Happiness

Fantasy self or goals? How to figure out if your fantasy life should be your real life

I’ve spoken before about the fantasy self. Sometimes my fantasy self likes expensive whiskey and sometimes my fantasy self thinks I’ll read much smarter books than I tend to read. Sometimes my fantasy self imagines she’ll one day pick up photography and finally grasp the concept of an F-stop. Sometimes my fantasy self adds highly acclaimed television shows to her watch list despite knowing she’ll probably keep watching The Bachelor when she has to choose in her limited time.

My fantasy self is a chill, cool-girl, beloved by everyone and adept at everything. And I’m OK with that. I’m not OK with the time, money, and energy I spend trying to be her instead of embracing the skills I have and the things I’m passionate about.

But for some of you, maybe your fantasy self is the person you truly want to be.

Gretchen Rubin, in her podcast, had two different thought experiments (many more than two, but two that resonated with me) on figuring out what you love and are passionate about.

The first is: What did you do for fun when you were a kid?

The second is: Who are you jealous of?

Both questions tie into your ideal person and can help you figure out if you are dealing with a “fantasy self” or the person you truly want to develop into.

What did you do for fun when you were a kid?

Were you designing houses with your crayons? Were you writing stories? Were you imagining yourself as a doctor, a chef, etc? This is not necessarily a one-to-one correlation with your dream career. As a child, I spent far too many hours on the computer writing stories. As I grew up, I felt that my imagination dried up. In most parts of my life I’ve embraced my more analytical side. I no longer understood the same create-something-from-nothing drive, and most of my creative output comes from exhaustive research rather than the organic output I had as a child.

I still love stories. And I’ve found ways to bring stories into other parts of my life. I adore live theater. I have season tickets to the opera. In fact, upon reflection, my love for stories may be part of my frustration with book clubs. I want a deeper dive into each novel than I tend to get with the typical commentary: “Wow, that character was weird.”

One way my analytical side and my love for stories merge is in editing. I am a fabulous copy editor. In my past editing experience, I’ve had to walk the line between keeping authorial intent and editing for accuracy. It’s an interesting challenge that engages my analytical side, my detail-oriented knowledge of grammar, and my creative best judgment.

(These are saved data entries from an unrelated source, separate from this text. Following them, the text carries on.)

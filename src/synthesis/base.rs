//! Base terrain generators: smooth pavement and irregular pavement

use rand::Rng;
use std::f64::consts::PI;

use super::{gaussian, SynthesisError};
use crate::config::WaveformParams;
use crate::types::{Channel, Signal, TimeAxis, CHANNEL_COUNT};

// ============================================================================
// Noise and vibration model
// ============================================================================

/// Smooth pavement noise σ per channel (acc in g, gyro in deg/s)
const SMOOTH_NOISE_SIGMA: [f64; CHANNEL_COUNT] = [0.03, 0.03, 0.04, 2.5, 2.5, 2.5];

/// Irregular pavement noise σ per channel, larger than smooth on every axis
const IRREGULAR_NOISE_SIGMA: [f64; CHANNEL_COUNT] = [0.1, 0.15, 0.2, 15.0, 15.0, 15.0];

/// One sinusoidal vibration component
#[derive(Debug, Clone, Copy)]
struct Tone {
    amplitude: f64,
    freq_hz: f64,
}

impl Tone {
    const fn new(amplitude: f64, freq_hz: f64) -> Self {
        Self { amplitude, freq_hz }
    }

    fn at(self, t: f64) -> f64 {
        self.amplitude * (2.0 * PI * self.freq_hz * t).sin()
    }
}

/// Vibration tones per channel. acc_z mixes two tones so no single frequency
/// identifies the class; gyro amplitudes are an order of magnitude above acc.
const IRREGULAR_TONES: [&[Tone]; CHANNEL_COUNT] = [
    &[],
    &[Tone::new(0.3, 15.0)],
    &[Tone::new(0.4, 18.0), Tone::new(0.2, 25.0)],
    &[Tone::new(40.0, 10.0)],
    &[Tone::new(25.0, 12.0)],
    &[Tone::new(30.0, 8.0)],
];

/// Constant offset per channel: gravity on acc_z, zero elsewhere
fn channel_offset(params: &WaveformParams, channel: Channel) -> f64 {
    if channel == Channel::AccZ {
        params.gravity
    } else {
        0.0
    }
}

// ============================================================================
// Generators
// ============================================================================

/// Flat pavement: i.i.d. Gaussian noise only.
pub fn smooth<R: Rng + ?Sized>(
    params: &WaveformParams,
    time: &TimeAxis,
    rng: &mut R,
) -> Result<Signal, SynthesisError> {
    let n = time.len();
    let mut columns: [Vec<f64>; CHANNEL_COUNT] = Default::default();
    for ch in Channel::ALL {
        columns[ch.index()] = gaussian(
            rng,
            n,
            channel_offset(params, ch),
            SMOOTH_NOISE_SIGMA[ch.index()],
        )?;
    }
    Signal::from_columns(columns)
}

/// Rough pavement: deterministic multi-tone vibration plus channel noise.
pub fn irregular<R: Rng + ?Sized>(
    params: &WaveformParams,
    time: &TimeAxis,
    rng: &mut R,
) -> Result<Signal, SynthesisError> {
    let n = time.len();
    let mut columns: [Vec<f64>; CHANNEL_COUNT] = Default::default();
    for ch in Channel::ALL {
        let tones = IRREGULAR_TONES[ch.index()];
        let noise = gaussian(
            rng,
            n,
            channel_offset(params, ch),
            IRREGULAR_NOISE_SIGMA[ch.index()],
        )?;
        columns[ch.index()] = time
            .values()
            .iter()
            .zip(noise)
            .map(|(&t, base)| base + tones.iter().map(|tone| tone.at(t)).sum::<f64>())
            .collect();
    }
    Signal::from_columns(columns)
}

Thinking about what you did for fun as a kid can help you find ways to bring that “fun” into your life in a professional manner as an adult.

Who do you envy?

The second question asks you to look at the people around you who inspire envy and analyze why. Are you super envious of your globe trotter friend? If so, why?

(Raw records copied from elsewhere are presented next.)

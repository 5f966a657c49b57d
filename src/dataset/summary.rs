//! Per-label summary of a generated dataset, logged after each run

use serde::Serialize;
use statrs::statistics::Statistics;
use std::collections::BTreeMap;
use tracing::info;

use super::Dataset;
use crate::types::{Channel, TerrainClass};

/// Statistics for all samples sharing one label
#[derive(Debug, Clone, PartialEq, Serialize)]
pub struct LabelStats {
    pub samples: usize,
    pub rows: usize,
    /// Mean vertical acceleration (g); sits near the gravity offset
    pub acc_z_mean: f64,
    /// Sample standard deviation of vertical acceleration (g)
    pub acc_z_std: f64,
    /// Largest |gyro_x| seen (deg/s)
    pub gyro_x_peak: f64,
}

#[derive(Debug, Clone, PartialEq, Serialize)]
pub struct DatasetSummary {
    pub total_samples: usize,
    pub total_rows: usize,
    pub seed: u64,
    pub per_label: BTreeMap<TerrainClass, LabelStats>,
}

impl DatasetSummary {
    pub fn from_dataset(dataset: &Dataset) -> Self {
        let mut acc_z: BTreeMap<TerrainClass, Vec<f64>> = BTreeMap::new();
        let mut gyro_x: BTreeMap<TerrainClass, Vec<f64>> = BTreeMap::new();
        let mut samples: BTreeMap<TerrainClass, usize> = BTreeMap::new();

        for sample in dataset.samples() {
            *samples.entry(sample.label).or_insert(0) += 1;
            acc_z
                .entry(sample.label)
                .or_default()
                .extend(sample.signal.channel(Channel::AccZ));
            gyro_x
                .entry(sample.label)
                .or_default()
                .extend(sample.signal.channel(Channel::GyroX));
        }

        let per_label = samples
            .into_iter()
            .map(|(label, count)| {
                let z = acc_z.remove(&label).unwrap_or_default();
                let gx = gyro_x.remove(&label).unwrap_or_default();
                let stats = LabelStats {
                    samples: count,
                    rows: z.len(),
                    acc_z_mean: z.iter().mean(),
                    acc_z_std: z.iter().std_dev(),
                    gyro_x_peak: gx.iter().abs_max(),
                };
                (label, stats)
            })
            .collect();

        Self {
            total_samples: dataset.sample_count(),
            total_rows: dataset.row_count(),
            seed: dataset.seed(),
            per_label,
        }
    }

    /// One info line for the run, one per label
    pub fn log(&self) {
        info!(
            samples = self.total_samples,
            rows = self.total_rows,
            seed = self.seed,
            "Dataset summary"
        );
        for (label, stats) in &self.per_label {
            info!(
                label = %label,
                samples = stats.samples,
                acc_z_mean = stats.acc_z_mean,
                acc_z_std = stats.acc_z_std,
                gyro_x_peak = stats.gyro_x_peak,
                "Label stats"
            );
        }
    }
}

In my experience as a traveler, a lot of people say they want to travel, but they don’t have the wanderlust …the full aching feeling for place you’ve never been. Yet, they are sometimes envious of people who travel. Why? Is it the time off? The seeming lack of responsibilities? The independence often required?

It’s not enough to just identify the envy. Figure out which parts of their lives are encouraging that feeling in you.

Then, whenever you feel envy, don’t brush it away. It’s an opportunity for you to learn something about yourself that can improve your own self.

Look at what elements you envy. Then  find ways to fit those into your life so your fantasy life becomes your real life.

I knew a girl who seemed very vapid. She’d received the same prestigious fellowship as me, and while incredibly nice and social, she appeared to struggle when it came to grasping new ideas or concepts. Looking back, I think my negative opinion of her was based on slight cultural differences. She had a better control over displaying her emotions and opinions than I do. She had amazing strengths at spinning neutral things to positive, which grated with my extreme value on honesty. She was never ashamed to talk about her accomplishments, no matter the crowd (or how much she was clearly inflating them). However, she had hustle.

After the fellowship, I continued to follow her on social media. For a long time I envied her. When I was at my lowest, I’m ashamed to admit that I felt like all the things she’d gained in her post-fellowship life were unfair. How could someone that… dumb… get all that? (Note: I have no true sense of her intelligence. This perception was based off the markers that I used to determine ability.) But what she had was hustle (and also some connections).

Now that I’ve strengthened my own sense of self and developed my own version of hustle, I’m not envious of her anymore. She’s still do amazing things with life, but I have no desire to be her. The thing I was envying was that drive and apparent sense of purpose. Finding that and imbuing it in my life removed that envy entirely.